Cresce il numero di giovani laureati in medicina che espatriano per trovare realizzazione professionale fuori dall’Italia, mentre la Sanità Nazionale Italiana continua ad affondare in un baratro senza uscita fra carenza di personale e tagli alla spesa
Il fenomeno della fuga dei medici italiani verso l’estero sta diventando un fenomeno in ascesa. Considerando i dati del 2009, in soli 5 anni sono sestuplicati i medici italiani che hanno deciso di scappare dall’Italia, perché qui lavoro per loro sembra non essercene. Sembra un paradosso se si pensa che l’Italia è un paese in cui la Sanità pubblica è fortemente in carenza di personale. Ma il problema che sta alla radice di tutto è che nonostante le lacune nazionali, l’enormità della spesa pubblica per la sanità va incontro a continui tagli e da ciò ne conseguono precariato, stipendi bassi e purtroppo ambienti ospedalieri in cui regna sovrano il “Nonnismo”: giovani medici devono sottostare al parere del più esperto ed anziano, e spesso cercare di accaparrarsi la sua benevolenza pur di poter realizzare qualche mansione più di alto livello, per diventare qualcuno insomma e poter far carriera dopo ben quasi 11 anni di sacrifici e studi. Ma sono davvero queste le prospettive che i giovani medici appena laureati hanno intenzione di soddisfare? Vittime di un sistema in cui spesso si perde di vista il reale obiettivo della professione, cioè l’amore per il paziente e la necessità di salvare vite?
Ecco che il fenomeno della fuga dei medici diventa sempre più preponderante. I medici italiani che hanno chiesto al Ministero della Salute i documenti necessari per ottenere un impiego all’ estero erano solo 396 nel 2009, e nel 2014 sono stati 2363. I medici, chiedono dunque un certificato che confermi la laurea ed eventuali specializzazioni per espatriare in paesi, prevalentemente europei, dove possano soddisfare al meglio la propria professionalità. C’è inoltre, anche se in percentuale ancora ridotta , coloro che scelgono di “ arruolarsi “ in Africa o in sud America. Ma le strozzature del sistema d’organizzazione per i futuri medici italiani non è solo quello del problema lavorativo.
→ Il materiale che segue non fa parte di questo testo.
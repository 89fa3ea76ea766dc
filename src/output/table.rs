//! CSV writers: one row per entity, and distinct domain/type pairs

use crate::error::Result;
use crate::types::{DomainTypePairs, Entity};
use std::collections::{BTreeSet, HashMap};
use std::io::Write;
use std::path::Path;
use tracing::debug;

/// Identifying columns that precede the tag columns
pub const ENTITY_COLUMNS: [&str; 5] = ["accountId", "guid", "name", "entityType", "domain"];

/// Sorted union of tag keys across all entities
///
/// Keys that clash with an identifying column are left out; their values
/// land in that column instead.
pub fn tag_columns(entities: &[Entity]) -> Vec<String> {
    entities
        .iter()
        .flat_map(|e| e.tags.iter().map(|t| t.key.as_str()))
        .filter(|key| !ENTITY_COLUMNS.contains(key))
        .collect::<BTreeSet<_>>()
        .into_iter()
        .map(str::to_string)
        .collect()
}

/// Write all entities as CSV
///
/// Header is [`ENTITY_COLUMNS`] followed by [`tag_columns`]. Tag values are
/// joined with `", "`; a key repeated within one entity keeps its last
/// occurrence; missing tags are blank. A tag keyed like an identifying
/// column overwrites that cell.
pub fn write_entities_csv<W: Write>(writer: W, entities: &[Entity]) -> Result<()> {
    let tag_keys = tag_columns(entities);
    let mut csv = ::csv::Writer::from_writer(writer);

    let mut header: Vec<&str> = ENTITY_COLUMNS.to_vec();
    header.extend(tag_keys.iter().map(String::as_str));
    csv.write_record(&header)?;

    for entity in entities {
        let mut tags: HashMap<&str, String> = HashMap::new();
        for tag in &entity.tags {
            tags.insert(tag.key.as_str(), tag.values.join(", "));
        }

        let account_id = entity
            .account_id
            .map(|id| id.to_string())
            .unwrap_or_default();
        let mut row: Vec<&str> = vec![
            account_id.as_str(),
            entity.guid.as_str(),
            entity.name.as_str(),
            entity.entity_type.as_str(),
            entity.domain.as_str(),
        ];
        for (cell, column) in row.iter_mut().zip(ENTITY_COLUMNS) {
            if let Some(value) = tags.get(column) {
                *cell = value.as_str();
            }
        }
        row.extend(
            tag_keys
                .iter()
                .map(|key| tags.get(key.as_str()).map(String::as_str).unwrap_or("")),
        );
        csv.write_record(&row)?;
    }

    csv.flush()?;
    Ok(())
}

/// Write all entities as CSV to `path`, replacing any existing file
pub fn write_entities_csv_file(path: &Path, entities: &[Entity]) -> Result<()> {
    let file = std::fs::File::create(path)?;
    write_entities_csv(std::io::BufWriter::new(file), entities)?;
    debug!(path = %path.display(), entities = entities.len(), "wrote entity CSV");
    Ok(())
}

/// Write one row per distinct `(domain, entityType)` pair, no counts
pub fn write_domain_types_csv<W: Write>(writer: W, pairs: &DomainTypePairs) -> Result<()> {
    let mut csv = ::csv::Writer::from_writer(writer);
    csv.write_record(["domain", "entityType"])?;
    for (domain, entity_type) in pairs {
        csv.write_record([domain, entity_type])?;
    }
    csv.flush()?;
    Ok(())
}

/// Write the domain/type pairs to `path`, replacing any existing file
pub fn write_domain_types_csv_file(path: &Path, pairs: &DomainTypePairs) -> Result<()> {
    let file = std::fs::File::create(path)?;
    write_domain_types_csv(std::io::BufWriter::new(file), pairs)?;
    debug!(path = %path.display(), pairs = pairs.len(), "wrote domain/type CSV");
    Ok(())
}
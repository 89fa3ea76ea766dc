//! Human-readable text dump, one block per entity

use crate::error::Result;
use crate::types::Entity;
use std::fs::File;
use std::io::{BufWriter, Write};
use std::path::Path;
use tracing::debug;

const RULE_WIDTH: usize = 40;

/// Render tag values as a bracketed, quoted list: `['a', 'b']`
pub fn format_values(values: &[String]) -> String {
    let inner = values
        .iter()
        .map(|v| format!("'{}'", v))
        .collect::<Vec<_>>()
        .join(", ");
    format!("[{}]", inner)
}

/// Write one block per entity, each followed by a rule line
pub fn write_entities_txt<W: Write>(mut writer: W, entities: &[Entity]) -> Result<()> {
    let rule = "-".repeat(RULE_WIDTH);
    for entity in entities {
        writeln!(writer, "GUID: {}", entity.guid)?;
        writeln!(writer, "Name: {}", entity.name)?;
        writeln!(writer, "Type: {}", entity.entity_type)?;
        writeln!(writer, "Domain: {}", entity.domain)?;
        writeln!(writer, "Tags:")?;
        for tag in &entity.tags {
            writeln!(writer, "  {}: {}", tag.key, format_values(&tag.values))?;
        }
        writeln!(writer, "{}", rule)?;
    }
    writer.flush()?;
    Ok(())
}

/// Write the text dump to `path`, replacing any existing file
pub fn write_entities_txt_file(path: &Path, entities: &[Entity]) -> Result<()> {
    let file = File::create(path)?;
    write_entities_txt(BufWriter::new(file), entities)?;
    debug!(path = %path.display(), entities = entities.len(), "wrote text dump");
    Ok(())
}

#[cfg(test)]
mod tests {
    use super::*;
    use crate::types::Tag;

    fn sample() -> Entity {
        Entity {
            guid: "MXxBUE18QVBQTElDQVRJT058MQ".into(),
            name: "checkout-api".into(),
            entity_type: "APM_APPLICATION_ENTITY".into(),
            domain: "APM".into(),
            tags: vec![
                Tag::new("env", ["prod"]),
                Tag::new("team", ["payments", "sre"]),
            ],
            account_id: None,
        }
    }

    #[test]
    fn block_layout() {
        let mut out = Vec::new();
        write_entities_txt(&mut out, &[sample()]).expect("write failed");
        let text = String::from_utf8(out).expect("utf8");

        let expected = "\
GUID: MXxBUE18QVBQTElDQVRJT058MQ
Name: checkout-api
Type: APM_APPLICATION_ENTITY
Domain: APM
Tags:
  env: ['prod']
  team: ['payments', 'sre']
----------------------------------------
";
        assert_eq!(text, expected);
    }

    #[test]
    fn one_rule_per_entity() {
        let mut out = Vec::new();
        write_entities_txt(&mut out, &[sample(), sample(), sample()]).expect("write failed");
        let text = String::from_utf8(out).expect("utf8");
        assert_eq!(text.lines().filter(|l| *l == "-".repeat(40)).count(), 3);
    }

    #[test]
    fn empty_input_writes_nothing() {
        let mut out = Vec::new();
        write_entities_txt(&mut out, &[]).expect("write failed");
        assert!(out.is_empty());
    }

    #[test]
    fn empty_values_render_as_empty_list() {
        assert_eq!(format_values(&[]), "[]");
    }

    #[test]
    fn file_form_creates_the_file() {
        let dir = tempfile::tempdir().expect("tempdir");
        let path = dir.path().join("entities_1.txt");
        write_entities_txt_file(&path, &[sample()]).expect("write failed");
        let text = std::fs::read_to_string(&path).expect("read back");
        assert!(text.starts_with("GUID: "));
    }
}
E’ ancor più alla radice: in Italia si laureano circa 10 mila camici bianchi. La problematica subito dopo la laurea è quella di sgomitare per accaparrarsi un posto nelle scuole di specializzazione, i cui posti attualmente sono solo 5 mila. Ciò dunque significa matematicamente che quasi la metà dei giovani medici laureati dovranno ritentare l’anno successivo per sperare di entrare in una scuola che gli permetta di specializzarsi nel ramo prescelto. I restanti rimasti fuori dunque possono solo attendere, o , come spesso accade, rimboccarsi le maniche e trovare possibilità all’estero. Ammesso e concesso che riescano a terminare la specializzazione in Italia, il problema successivo che si apre è quello lavorativo; nella sanità nazionale ormai da anni c’è un muro nelle nuove assunzioni, nel 2014 si sono registrare circa 5 mila assunzioni in meno rispetto al 2009.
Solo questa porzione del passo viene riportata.